__Task data__:

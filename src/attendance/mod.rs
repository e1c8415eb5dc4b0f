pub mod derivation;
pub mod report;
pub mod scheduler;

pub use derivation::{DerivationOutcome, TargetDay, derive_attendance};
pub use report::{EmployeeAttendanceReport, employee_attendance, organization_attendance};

__Exercise__: Every line of the material above must be duplicated exactly.

__Output below__:
filename src/attendance/mod.rs
repository e1c8415eb5dc4b0f
pub mod derivation;
pub mod report;
pub mod scheduler;

pub use derivation::{DerivationOutcome, TargetDay, derive_attendance};
pub use report::{EmployeeAttendanceReport, employee_attendance, organization_attendance};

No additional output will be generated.